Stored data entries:
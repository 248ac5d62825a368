//! Common test utilities

use async_trait::async_trait;
use lichess_challenger::api::LichessApi;
use lichess_challenger::config::PacingConfig;
use lichess_challenger::models::{Challenge, User};
use lichess_challenger::utils::ApiError;
use std::collections::HashMap;
use std::sync::Mutex;
use std::time::Duration;

/// Scripted status for one username
#[derive(Debug, Clone)]
#[allow(dead_code)]
pub enum Status {
    Online,
    Offline,
    Playing,
    /// Missing from the status response
    Absent,
    /// Transport failure
    Failing,
    /// Never answers
    Hang,
}

/// In-memory Lichess API that records every call
#[derive(Default)]
pub struct MockApi {
    statuses: Mutex<HashMap<String, Status>>,
    fail_challenges: Mutex<bool>,
    pub status_calls: Mutex<Vec<String>>,
    pub challenges: Mutex<Vec<(String, Challenge)>>,
}

#[allow(dead_code)]
impl MockApi {
    pub fn new() -> Self {
        Self::default()
    }

    pub fn set(&self, username: &str, status: Status) -> &Self {
        self.statuses
            .lock()
            .unwrap()
            .insert(username.to_lowercase(), status);
        self
    }

    pub fn fail_challenges(&self, fail: bool) {
        *self.fail_challenges.lock().unwrap() = fail;
    }

    pub fn status_calls(&self) -> Vec<String> {
        self.status_calls.lock().unwrap().clone()
    }

    pub fn challenges(&self) -> Vec<(String, Challenge)> {
        self.challenges.lock().unwrap().clone()
    }
}

#[async_trait]
impl LichessApi for MockApi {
    async fn user_status(&self, username: &str) -> Result<Option<User>, ApiError> {
        self.status_calls.lock().unwrap().push(username.to_string());

        let status = self
            .statuses
            .lock()
            .unwrap()
            .get(&username.to_lowercase())
            .cloned()
            .unwrap_or(Status::Online);

        match status {
            Status::Online => Ok(Some(User::new(username, true, None))),
            Status::Offline => Ok(Some(User::new(username, false, None))),
            Status::Playing => Ok(Some(User::new(username, true, Some(true)))),
            Status::Absent => Ok(None),
            Status::Failing => Err(ApiError::ServerError(503)),
            Status::Hang => std::future::pending().await,
        }
    }

    async fn create_challenge(
        &self,
        username: &str,
        challenge: &Challenge,
    ) -> Result<(), ApiError> {
        self.challenges
            .lock()
            .unwrap()
            .push((username.to_string(), challenge.clone()));

        if *self.fail_challenges.lock().unwrap() {
            Err(ApiError::Status(400))
        } else {
            Ok(())
        }
    }
}

/// Default pacing intervals from the config defaults
#[allow(dead_code)]
pub fn default_pacing() -> PacingConfig {
    PacingConfig::default()
}

/// Sum of every wait in a successful cycle with default pacing
#[allow(dead_code)]
pub fn full_cycle_duration() -> Duration {
    let pacing = default_pacing();
    pacing.time_between_challenges()
        + pacing.time_between_find_user_requests()
        + pacing.challenge_settle()
}

#[allow(dead_code)]
pub fn names(list: &[&str]) -> Vec<String> {
    list.iter().map(|s| s.to_string()).collect()
}
//! Lichess API access
//!
//! - [`LichessApi`] - the transport seam used by the scheduler
//! - [`client`] - reqwest implementation with bearer auth and retries
//! - [`prober`] - status queries that never fail, only report "unknown"
//! - [`issuer`] - challenge creation with failure logging

pub mod client;
pub mod issuer;
pub mod prober;

use async_trait::async_trait;
use std::sync::Arc;

use crate::models::{Challenge, User};
use crate::utils::error::ApiError;

pub use client::LichessClient;
pub use issuer::ChallengeIssuer;
pub use prober::StatusProber;

/// Outbound calls the challenger makes
///
/// Implementations own their retry policy; callers see a single result per
/// call.
#[async_trait]
pub trait LichessApi: Send + Sync {
    /// Current status of `username`, or `None` when the service does not
    /// report that user
    async fn user_status(&self, username: &str) -> Result<Option<User>, ApiError>;

    /// Send `challenge` to `username`
    async fn create_challenge(&self, username: &str, challenge: &Challenge)
        -> Result<(), ApiError>;
}

#[async_trait]
impl<T> LichessApi for Arc<T>
where
    T: LichessApi + ?Sized,
{
    async fn user_status(&self, username: &str) -> Result<Option<User>, ApiError> {
        (**self).user_status(username).await
    }

    async fn create_challenge(
        &self,
        username: &str,
        challenge: &Challenge,
    ) -> Result<(), ApiError> {
        (**self).create_challenge(username, challenge).await
    }
}
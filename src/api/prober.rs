//! Status prober

use tracing::{debug, warn};

use super::LichessApi;
use crate::error::ChallengerErrorTrait;
use crate::models::User;

/// Queries online/playing status, swallowing failures
///
/// The prober does not throttle; callers pace their own calls.
pub struct StatusProber<A> {
    api: A,
}

impl<A: LichessApi> StatusProber<A> {
    pub fn new(api: A) -> Self {
        Self { api }
    }

    /// Freshest snapshot of `username`, or `None` if it cannot be determined
    ///
    /// `None` means "cannot confirm availability", never "offline".
    pub async fn probe(&self, username: &str) -> Option<User> {
        match self.api.user_status(username).await {
            Ok(Some(user)) => {
                debug!(
                    username = %user.username,
                    online = user.is_online,
                    playing = ?user.is_playing,
                    "Status received"
                );
                Some(user)
            }
            Ok(None) => {
                warn!(username = %username, "User missing from status response");
                None
            }
            Err(e) => {
                warn!(
                    username = %username,
                    category = %e.category(),
                    error = %e,
                    "Error querying online status"
                );
                None
            }
        }
    }
}
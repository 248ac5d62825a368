//! Roster assembly
//!
//! Builds the ordered opponent list and time-control list once at startup.
//! Pools are concatenated in the fixed [`BotCategory::all`] order, optionally
//! shuffled as a whole, and the agent's own account is dropped.

use rand::seq::SliceRandom;
use rand::Rng;
use std::fmt;
use thiserror::Error;
use tracing::{debug, info};

use crate::config::{Config, RosterConfig, USERNAME_ENV};
use crate::error::{Error, Result};
use crate::models::{same_username, Challenge};

/// Startup failures while assembling the roster
#[derive(Error, Debug, Clone, PartialEq, Eq)]
pub enum RosterError {
    #[error("No opponents to play: enable at least one non-empty bot pool")]
    NoOpponents,

    #[error("No time controls configured")]
    NoTimeControls,
}

/// Strength category of a configured bot pool
#[derive(Debug, Clone, Copy, PartialEq, Eq, Hash)]
pub enum BotCategory {
    Weak,
    Average,
    Strong,
}

impl BotCategory {
    /// All categories, in concatenation order
    pub fn all() -> [Self; 3] {
        [Self::Weak, Self::Average, Self::Strong]
    }
}

impl fmt::Display for BotCategory {
    fn fmt(&self, f: &mut fmt::Formatter<'_>) -> fmt::Result {
        let label = match self {
            Self::Weak => "weak",
            Self::Average => "average",
            Self::Strong => "strong",
        };
        f.write_str(label)
    }
}

/// The assembled opponents and time controls; fixed after assembly
#[derive(Debug, Clone, PartialEq, Eq)]
pub struct Roster {
    bots: Vec<String>,
    time_controls: Vec<Challenge>,
}

impl Roster {
    /// Assemble the roster for the configured account
    ///
    /// # Errors
    ///
    /// Returns `Error::Config` without a username and `Error::Roster` when
    /// assembly leaves a sequence empty.
    pub fn from_config<R>(config: &Config, rng: &mut R) -> Result<Self>
    where
        R: Rng + ?Sized,
    {
        let username = config
            .username()
            .ok_or_else(|| Error::config(format!("Missing essential config: {USERNAME_ENV}")))?;

        Ok(Self::assemble(
            &config.roster,
            &config.time_controls,
            username,
            rng,
        )?)
    }

    /// Assemble the roster from the pool configuration
    ///
    /// `rng` is only consulted when a randomization flag is set.
    ///
    /// # Errors
    ///
    /// Returns [`RosterError`] when either sequence ends up empty.
    pub fn assemble<R>(
        config: &RosterConfig,
        time_controls: &[Challenge],
        own_username: &str,
        rng: &mut R,
    ) -> std::result::Result<Self, RosterError>
    where
        R: Rng + ?Sized,
    {
        let mut bots: Vec<String> = Vec::new();
        for category in BotCategory::all() {
            if !config.is_enabled(category) {
                continue;
            }
            let pool = config.pool(category);
            debug!(category = %category, bots = pool.len(), "Adding bot pool");
            bots.extend(pool.iter().cloned());
        }

        if config.randomize_bot_order {
            bots.shuffle(rng);
        }

        // Only the first match goes; a name listed in two pools stays once.
        if let Some(position) = bots.iter().position(|bot| same_username(bot, own_username)) {
            let removed = bots.remove(position);
            debug!(username = %removed, "Removed own account from opponents");
        }

        let mut time_controls = time_controls.to_vec();
        if config.randomize_time_control_order {
            time_controls.shuffle(rng);
        }

        Self::new(bots, time_controls)
    }

    /// Build a roster from already-ordered sequences
    pub fn new(
        bots: Vec<String>,
        time_controls: Vec<Challenge>,
    ) -> std::result::Result<Self, RosterError> {
        if bots.is_empty() {
            return Err(RosterError::NoOpponents);
        }
        if time_controls.is_empty() {
            return Err(RosterError::NoTimeControls);
        }

        info!(
            bots = bots.len(),
            time_controls = time_controls.len(),
            "Roster assembled"
        );

        Ok(Self {
            bots,
            time_controls,
        })
    }

    pub fn bots(&self) -> &[String] {
        &self.bots
    }

    pub fn time_controls(&self) -> &[Challenge] {
        &self.time_controls
    }

    pub fn bot(&self, index: usize) -> &str {
        &self.bots[index]
    }

    pub fn time_control(&self, index: usize) -> &Challenge {
        &self.time_controls[index]
    }
}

*TASK DETAILS*. With the line containing "pub fn time_controls(&self)" as the start and the last line of the entries as the end, print that whole span exactly.

*SOLUTION*.
    pub fn time_controls(&self) -> &[Challenge] {
        &self.time_controls
    }

    pub fn bot(&self, index: usize) -> &str {
        &self.bots[index]
    }

    pub fn time_control(&self, index: usize) -> &Challenge {
        &self.time_controls[index]
    }
}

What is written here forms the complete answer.